9. Constantly asking questions and/or not allowing clients to answer before asking a new question.
Silence tends to make most of us very uncomfortable. So, if the coach becomes uncomfortable we often ask new questions before the previous one was answered. This is a serious blunder. That same silence can also put your client into a certain discomfort, which can be a good thing. It teases something deeper out of them. Don’t let clients “off the hook” because of your discomfort!
10. Raising fees before we are ready.
If we don’t feel worthy, it will not work. Clients will sense this like dogs sense fear!
One option is to create coaching programs with a specific focus as well as a beginning, middle and end. There is less risk for the prospect or client in both time and money. And, you can often convert people who have taken one of your coaching programs into a one-on-one client.
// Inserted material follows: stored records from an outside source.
use crate::domain::model::{QueryParams, ResourcePage};
use crate::domain::ports::ConfigProvider;
use crate::utils::error::{QueryFailure, Result};
use crate::utils::validation::{validate_endpoint_path, validate_url};
use reqwest::{Client, StatusCode};
use serde::Deserialize;
use std::time::Duration;
use url::Url;

/// Failure label used when the server gives no usable message.
pub const GENERIC_FAILURE: &str = "communication error";

pub const DEFAULT_ENROLLMENT_PATH: &str = "/api/enrollments";
pub const DEFAULT_FORMATIONS_PATH: &str = "/api/formations";

#[derive(Debug, Deserialize)]
struct ErrorBody {
    message: Option<String>,
}

/// HTTP collaborator for the enrollment and formation endpoints.
#[derive(Debug, Clone)]
pub struct ApiClient {
    client: Client,
    enrollment_url: Url,
    formations_url: Url,
}

impl ApiClient {
    pub fn new(base_url: &str) -> Result<Self> {
        Self::with_paths(
            base_url,
            DEFAULT_ENROLLMENT_PATH,
            DEFAULT_FORMATIONS_PATH,
            None,
        )
    }

    pub fn with_paths(
        base_url: &str,
        enrollment_path: &str,
        formations_path: &str,
        timeout: Option<Duration>,
    ) -> Result<Self> {
        validate_url("api.base_url", base_url)?;
        validate_endpoint_path("api.enrollment_path", enrollment_path)?;
        validate_endpoint_path("api.formations_path", formations_path)?;

        let base = base_url.trim_end_matches('/');
        let enrollment_url = validate_url(
            "api.enrollment_path",
            &format!("{}{}", base, enrollment_path),
        )?;
        let formations_url = validate_url(
            "api.formations_path",
            &format!("{}{}", base, formations_path),
        )?;

        let mut builder = Client::builder();
        if let Some(timeout) = timeout {
            builder = builder.timeout(timeout);
        }

        Ok(Self {
            client: builder.build()?,
            enrollment_url,
            formations_url,
        })
    }

    pub fn from_config<C: ConfigProvider + ?Sized>(config: &C) -> Result<Self> {
        Self::with_paths(
            config.base_url(),
            config.enrollment_path(),
            config.formations_path(),
            config.request_timeout(),
        )
    }

    pub fn enrollment_url(&self) -> &Url {
        &self.enrollment_url
    }

    pub fn formations_url(&self) -> &Url {
        &self.formations_url
    }

    /// POSTs one enrollment. The error is a human-readable reason.
    pub async fn enroll(&self, token: &str, resource_id: &str) -> std::result::Result<(), String> {
        tracing::debug!("POST {} for '{}'", self.enrollment_url, resource_id);

        let response = self
            .client
            .post(self.enrollment_url.clone())
            .bearer_auth(token)
            .json(&serde_json::json!({ "resourceId": resource_id }))
            .send()
            .await
            .map_err(|e| {
                tracing::warn!("Enrollment request for '{}' failed: {}", resource_id, e);
                GENERIC_FAILURE.to_string()
            })?;

        let status = response.status();
        tracing::debug!("Enrollment '{}' response status: {}", resource_id, status);
        if status.is_success() {
            return Ok(());
        }

        let body = response.text().await.unwrap_or_default();
        Err(server_message(&body).unwrap_or_else(|| GENERIC_FAILURE.to_string()))
    }

    /// GETs one page of formations.
    pub async fn fetch_formations(
        &self,
        params: &QueryParams,
    ) -> std::result::Result<ResourcePage, QueryFailure> {
        let mut url = self.formations_url.clone();
        {
            let mut pairs = url.query_pairs_mut();
            for (name, value) in params.to_pairs() {
                pairs.append_pair(name, &value);
            }
        }
        tracing::debug!("GET {}", url);

        let response = self
            .client
            .get(url)
            .send()
            .await
            .map_err(|e| QueryFailure::Network(e.to_string()))?;

        let status = response.status();
        let body = response
            .text()
            .await
            .map_err(|e| QueryFailure::Network(e.to_string()))?;

        if !status.is_success() {
            return Err(QueryFailure::Server {
                status: status.as_u16(),
                message: server_message(&body).unwrap_or_else(|| status_label(status)),
            });
        }

        let page: ResourcePage = serde_json::from_str(&body)
            .map_err(|e| QueryFailure::MalformedResponse(e.to_string()))?;

        Ok(ResourcePage {
            items: page.items,
            pagination: page.pagination.normalized(),
        })
    }
}

fn server_message(body: &str) -> Option<String> {
    serde_json::from_str::<ErrorBody>(body)
        .ok()
        .and_then(|b| b.message)
        .map(|m| m.trim().to_string())
        .filter(|m| !m.is_empty())
}

fn status_label(status: StatusCode) -> String {
    match status.canonical_reason() {
        Some(reason) => format!("{} {}", status.as_u16(), reason),
        None => format!("HTTP {}", status.as_u16()),
    }
}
This is because they have had a chance to get to know you and trust you. You have developed a relationship with them and they will feel more confident in working with you.
You can create your own program or purchase a license for a coaching program from a third party such as CoachVille. I am also offering several licensing programs so feel free to contact me for more information.
Parting Words of Wisdom:
The key is to embrace your own “blunderella or blunderfella”. Embrace them and you will learn much more quickly than when you are in resistance.